By Noah Feldman Bloomberg View

Published March 22, 2016

In recent years, the Supreme Court has been loath to apply U.S. law abroad, fearing that becoming an international sheriff would alienate other nations and interfere with foreign policy. But what if foreign countries ask U.S. courts to step in? That's what is happening in European Community v. RJR Nabisco, a case that was argued Monday.

The European states that are plaintiffs in the underlying case want the Supreme Court to apply the Racketeer Influenced and Corrupt Organizations (RICO) law to a drug enterprise that took place outside the U.S. and caused injury in Europe. The basis of their argument is that RJR participated in money laundering within the U.S. -- and that they, America's loyal allies, want the law to apply in this case.

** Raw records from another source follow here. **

/**
 * Authentication Middleware
 *
 * Protects routes that need a signed-in user. The middleware reads the
 * `Authorization: Bearer <token>` header, validates the token and stores
 * the subject in the request extensions, where the `AuthUser` extractor
 * picks it up.
 *
 * Only the token is checked here. Whether the subject still exists is the
 * handler's business, so it can answer 404 rather than 401.
 */

use axum::{
    extract::{FromRequestParts, Request, State},
    http::{header::AUTHORIZATION, request::Parts, HeaderMap},
    middleware::Next,
    response::Response,
};
use uuid::Uuid;

use crate::backend::auth::sessions::TokenIssuer;
use crate::backend::error::{ApiError, AuthFailure};

/// Authenticated user data extracted from the token
#[derive(Clone, Copy, Debug, PartialEq, Eq)]
pub struct AuthenticatedUser {
    pub user_id: Uuid,
}

/// Authentication middleware
///
/// Returns 401 Unauthorized if the token is missing, malformed, forged or
/// expired.
pub async fn auth_middleware(
    State(tokens): State<TokenIssuer>,
    mut request: Request,
    next: Next,
) -> Result<Response, ApiError> {
    let token = bearer_token(request.headers())?;

    let user_id = tokens.validate(token).map_err(|e| {
        tracing::warn!("Invalid token: {:?}", e);
        ApiError::from(e)
    })?;

    request
        .extensions_mut()
        .insert(AuthenticatedUser { user_id });

    Ok(next.run(request).await)
}

/// Extract the token from an `Authorization: Bearer <token>` header
pub fn bearer_token(headers: &HeaderMap) -> Result<&str, ApiError> {
    let auth_header = headers
        .get(AUTHORIZATION)
        .and_then(|h| h.to_str().ok())
        .ok_or_else(|| {
            tracing::warn!("Missing Authorization header");
            ApiError::from(AuthFailure::MissingToken)
        })?;

    auth_header
        .strip_prefix("Bearer ")
        .map(str::trim)
        .filter(|token| !token.is_empty())
        .ok_or_else(|| {
            tracing::warn!("Invalid Authorization header format");
            ApiError::from(AuthFailure::MissingToken)
        })
}

/// Axum extractor for the authenticated user
///
/// Only works on routes behind `auth_middleware`.
#[derive(Clone, Copy, Debug)]
pub struct AuthUser(pub AuthenticatedUser);

impl<S> FromRequestParts<S> for AuthUser
where
    S: Send + Sync,
{
    type Rejection = ApiError;

    async fn from_request_parts(parts: &mut Parts, _state: &S) -> Result<Self, Self::Rejection> {
        let user = parts
            .extensions
            .get::<AuthenticatedUser>()
            .copied()
            .ok_or_else(|| {
                tracing::warn!("AuthenticatedUser not found in request extensions");
                ApiError::from(AuthFailure::MissingToken)
            })?;

        Ok(AuthUser(user))
    }
}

The case is particularly piquant because it involves the distinctive U.S. version of conspiracy law -- which is mostly rejected by European legal systems. The European countries are suing in the U.S. not only because RJR is based here, but also because their conspiracy-based legal theory might not fly in the court systems of their own countries.

The European countries allege the existence of a criminal enterprise that's clever but not especially complicated. Russian and Colombian cartels sell drugs in Europe for euros. The drug gangs employ "money brokers" who exchange the euros for rubles or Colombian pesos, which go to the cartels.

The money men then launder the tainted euros by selling them at a discount to cigarette importers, who buy cigarettes from wholesalers, who in turn buy them from RJR -- which sends the cigarettes directly to the importers without asking too many questions about where the money came from. In the process, the dirty euros are turned into cigarettes, and RJR does big business, and everyone is happy, except law enforcement.

According to the Europeans, RJR facilitated the scheme by giving handling instructions "intended to conceal the true purchaser of the cigarettes." The Europeans also claim RJR filed false documents and engaged in other kinds of chicanery both inside the U.S. and outside. RJR denies the allegations.

The structure of a RICO claim is that the plaintiff or the prosecutor alleges that some of the defendants committed what are called "predicate acts" under the statute, specified crimes that then trigger the statute's key function, which is to declare a whole web of relationships as a criminal enterprise.

The European plaintiffs don't go so far as to claim that RJR itself is a criminal enterprise, the way U.S. prosecutors accused FIFA, the international soccer organization, in the high-profile RICO charges brought last year. But they do say that RJR committed predicate acts for the RICO charge, and that RJR is therefore liable for civil damages.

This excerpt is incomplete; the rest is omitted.